Speaker 2:There was no thinking around it. You're absolutely right. On the outside I've got a fantastic life, mm-hmm. Now, before I worked here I worked for another company and I would go and live with billionaires. I've lived with Premiership football players who all suffer from the disease of alcoholism or drug addiction. And I remember working with a well-known football player. This person has scored goals in the World Cup and people give him adulation and he said I don't feel good enough and I'm like whoa. So this really is an illness that does not discriminate, because often when I work with academics, they really simplify this illness and say you know, it must be because you're from a bad home or bad background or you got abused. Now, sometimes that's true, often it's not, but I believe because I was treated very badly in my childhood and I used to blame that for years on my drug addiction.

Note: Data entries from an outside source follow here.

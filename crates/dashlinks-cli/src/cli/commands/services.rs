//! `dashlinks services` – list the service table.

use anyhow::Result;
use dashlinks_core::services::{ServiceFormat, SERVICES};
use serde_json::json;

pub fn run_services(format: Option<&str>, json: bool) -> Result<()> {
    let filter = match format {
        Some(raw) => match ServiceFormat::parse(raw) {
            Some(f) => Some(f),
            None => anyhow::bail!(
                "unknown format {raw:?} (expected tenant-prefix or tenant-subdomain)"
            ),
        },
        None => None,
    };
    let rows = SERVICES
        .iter()
        .filter(|(_, d)| filter.map_or(true, |f| d.format == f));

    if json {
        let entries: Vec<_> = rows
            .map(|(id, d)| json!({ "id": id, "name": d.name, "format": d.format, "path": d.path }))
            .collect();
        println!("{}", serde_json::to_string_pretty(&entries)?);
        return Ok(());
    }

    println!("{:<18} {:<18} {:<17} {}", "ID", "NAME", "FORMAT", "PATH");
    for (id, d) in rows {
        println!("{:<18} {:<18} {:<17} {}", id, d.name, d.format.label(), d.path);
    }
    Ok(())
}
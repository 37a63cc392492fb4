use anyhow::{Context, Result};
use serde::{Deserialize, Serialize};
use std::fs;
use std::path::{Path, PathBuf};

use crate::hostname::{DEFAULT_DOMAIN, DEFAULT_HOSTNAME_ENV};

/// Global configuration loaded from `~/.config/dashlinks/config.toml`.
#[derive(Debug, Clone, PartialEq, Eq, Serialize, Deserialize)]
pub struct DashlinksConfig {
    /// Domain used when the current hostname has no suffix after its first label.
    #[serde(default = "default_domain")]
    pub default_domain: String,
    /// Hostname used when none is given on the command line or in the environment.
    #[serde(default)]
    pub hostname: Option<String>,
    /// Environment variable consulted for the current hostname.
    #[serde(default = "default_hostname_env")]
    pub hostname_env: String,
}

fn default_domain() -> String {
    DEFAULT_DOMAIN.to_string()
}

fn default_hostname_env() -> String {
    DEFAULT_HOSTNAME_ENV.to_string()
}

impl Default for DashlinksConfig {
    fn default() -> Self {
        Self {
            default_domain: default_domain(),
            hostname: None,
            hostname_env: default_hostname_env(),
        }
    }
}

pub fn config_path() -> Result<PathBuf> {
    let xdg_dirs = xdg::BaseDirectories::with_prefix("dashlinks")?;
    Ok(xdg_dirs.place_config_file("config.toml")?)
}

/// Load configuration from disk, creating a default file if none exists.
pub fn load_or_init() -> Result<DashlinksConfig> {
    let path = config_path()?;
    if !path.exists() {
        let default_cfg = DashlinksConfig::default();
        let toml = toml::to_string_pretty(&default_cfg)?;
        if let Some(parent) = path.parent() {
            fs::create_dir_all(parent)?;
        }
        fs::write(&path, toml)?;
        tracing::info!("created default config at {}", path.display());
        return Ok(default_cfg);
    }

    load_from(&path)
}

/// Load configuration from an explicit path. The file must exist.
pub fn load_from(path: &Path) -> Result<DashlinksConfig> {
    let data =
        fs::read_to_string(path).with_context(|| format!("read config {}", path.display()))?;
    let cfg: DashlinksConfig =
        toml::from_str(&data).with_context(|| format!("parse config {}", path.display()))?;
    Ok(cfg)
}
//! Log capture for asserting on diagnostics in unit tests.

use std::io;
use std::sync::{Arc, Mutex};
use tracing_subscriber::fmt::MakeWriter;

#[derive(Clone, Default)]
struct CapturedWriter(Arc<Mutex<Vec<u8>>>);

impl io::Write for CapturedWriter {
    fn write(&mut self, buf: &[u8]) -> io::Result<usize> {
        self.0.lock().unwrap().extend_from_slice(buf);
        Ok(buf.len())
    }

    fn flush(&mut self) -> io::Result<()> {
        Ok(())
    }
}

impl<'a> MakeWriter<'a> for CapturedWriter {
    type Writer = CapturedWriter;

    fn make_writer(&'a self) -> Self::Writer {
        self.clone()
    }
}

/// Runs `f` under a thread-local subscriber and returns its output with the logs.
pub(crate) fn capture_logs<T>(f: impl FnOnce() -> T) -> (T, String) {
    let writer = CapturedWriter::default();
    let subscriber = tracing_subscriber::fmt()
        .with_writer(writer.clone())
        .with_ansi(false)
        .with_max_level(tracing::Level::TRACE)
        .finish();
    let out = tracing::subscriber::with_default(subscriber, f);
    let logs = String::from_utf8_lossy(&writer.0.lock().unwrap()).into_owned();
    (out, logs)
}
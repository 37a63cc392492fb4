//! `${TENANT}` / `${DOMAIN}` placeholder substitution in externally supplied links.
//!
//! Link records come from the dashboard configuration API. Only the `link`
//! field is rewritten; every other field is carried through untouched.

use serde::{Deserialize, Serialize};
use serde_json::{Map, Value};
use std::io::Read;

pub const TENANT_PLACEHOLDER: &str = "${TENANT}";
pub const DOMAIN_PLACEHOLDER: &str = "${DOMAIN}";

/// An external link record. Unknown fields are preserved in `extra`.
#[derive(Debug, Clone, PartialEq, Serialize, Deserialize)]
pub struct ExternalLink {
    pub link: String,
    #[serde(flatten)]
    pub extra: Map<String, Value>,
}

impl ExternalLink {
    pub fn new(link: impl Into<String>) -> Self {
        Self {
            link: link.into(),
            extra: Map::new(),
        }
    }
}

#[derive(Debug, thiserror::Error)]
pub enum LinkListError {
    #[error("read link list: {0}")]
    Io(#[from] std::io::Error),
    #[error("link list is not valid JSON: {0}")]
    Json(#[from] serde_json::Error),
}

/// Replaces every `${TENANT}` and then every `${DOMAIN}` in `link`.
///
/// An empty `link` or `tenant` returns `link` unchanged.
pub fn process_external_link(link: &str, tenant: &str, domain: &str) -> String {
    if link.is_empty() || tenant.is_empty() {
        return link.to_string();
    }
    link.replace(TENANT_PLACEHOLDER, tenant)
        .replace(DOMAIN_PLACEHOLDER, domain)
}

/// Returns new records with each `link` processed; `links` is left as is.
pub fn process_external_links(
    links: &[ExternalLink],
    tenant: &str,
    domain: &str,
) -> Vec<ExternalLink> {
    if tenant.is_empty() {
        return links.to_vec();
    }
    links
        .iter()
        .map(|l| ExternalLink {
            link: process_external_link(&l.link, tenant, domain),
            extra: l.extra.clone(),
        })
        .collect()
}

/// Dynamic form of [`process_external_links`] for raw JSON.
///
/// Non-array input, or an empty tenant, is returned unchanged. Array elements
/// without a string `link` field are copied as they are.
pub fn process_external_links_value(value: &Value, tenant: &str, domain: &str) -> Value {
    let Value::Array(items) = value else {
        return value.clone();
    };
    if tenant.is_empty() {
        return value.clone();
    }

    let processed = items
        .iter()
        .map(|item| {
            let mut copy = item.clone();
            if let Some(Value::String(link)) = copy.get_mut("link") {
                *link = process_external_link(link, tenant, domain);
            }
            copy
        })
        .collect();
    Value::Array(processed)
}

/// Reads a JSON document of link records.
pub fn read_link_list(mut reader: impl Read) -> Result<Value, LinkListError> {
    let mut data = String::new();
    reader.read_to_string(&mut data)?;
    Ok(serde_json::from_str(&data)?)
}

Speaker 2:This is why I use this is my trauma and all that I know. That's not what made me a drug addict or alcoholic. What it made was someone who's very angry, very scared scared of rejection, humiliation, all of those things and drugs was a perfect solution to that. But it's really not an illness that discriminates. Now back to your question why, for someone who doesn't, who's not a drug addict? Why, you know? Can't you just stop? You can have an amazing life. I can't stop, I can't stay stopped. But at that time, because there was no sort of consequences happening in my life, I didn't even think to stop.
Speaker 2:I could it's almost like I could kind of feel my life was kind of slowly, a slow car crash waiting to happen, but I can't do anything about it. You know, it was really frustrating to think why am I doing this? And, in the same way of like, why were you still doing it when I used to come out of treatment centers and then pick up again and people would say what happened? You were doing so well, and I would just say I don't know. Because at that stage, even after going into all those treatment centers, I didn't understand the nature of the illness, the nature of what I'm dealing with. I didn't understand. I didn't understand. It's not if I'm going to use again, it's when.
Speaker 1:Untreated.
Speaker 2:I had no idea. I thought this was some sort of quick fix and you're going to a rehab and you're never going to use again.
Speaker 1:Run off into the sunset With a magic wand. I want to go back even further, because you said there was before the lifestyle of being a DJ. You was drug dealing for 15 years. I imagine that's come with some pretty low moments being a drug dealer.
Speaker 2:Can you?
Speaker 1:talk me through life as a drug dealer and what that was like for you personally.
Speaker 2:Yeah, I was quite good at it. I was quite good at it. So when I was 16, I got chucked out of home and I moved in with a guy who was a few years older. It was during the acid house thing. Ease used to cost 25 quid back then 25 quid. So I moved in with him and he was already selling, you know, like hash, nine bars we'd get, and lots of speed back then. I think they still do speed in the north, don't?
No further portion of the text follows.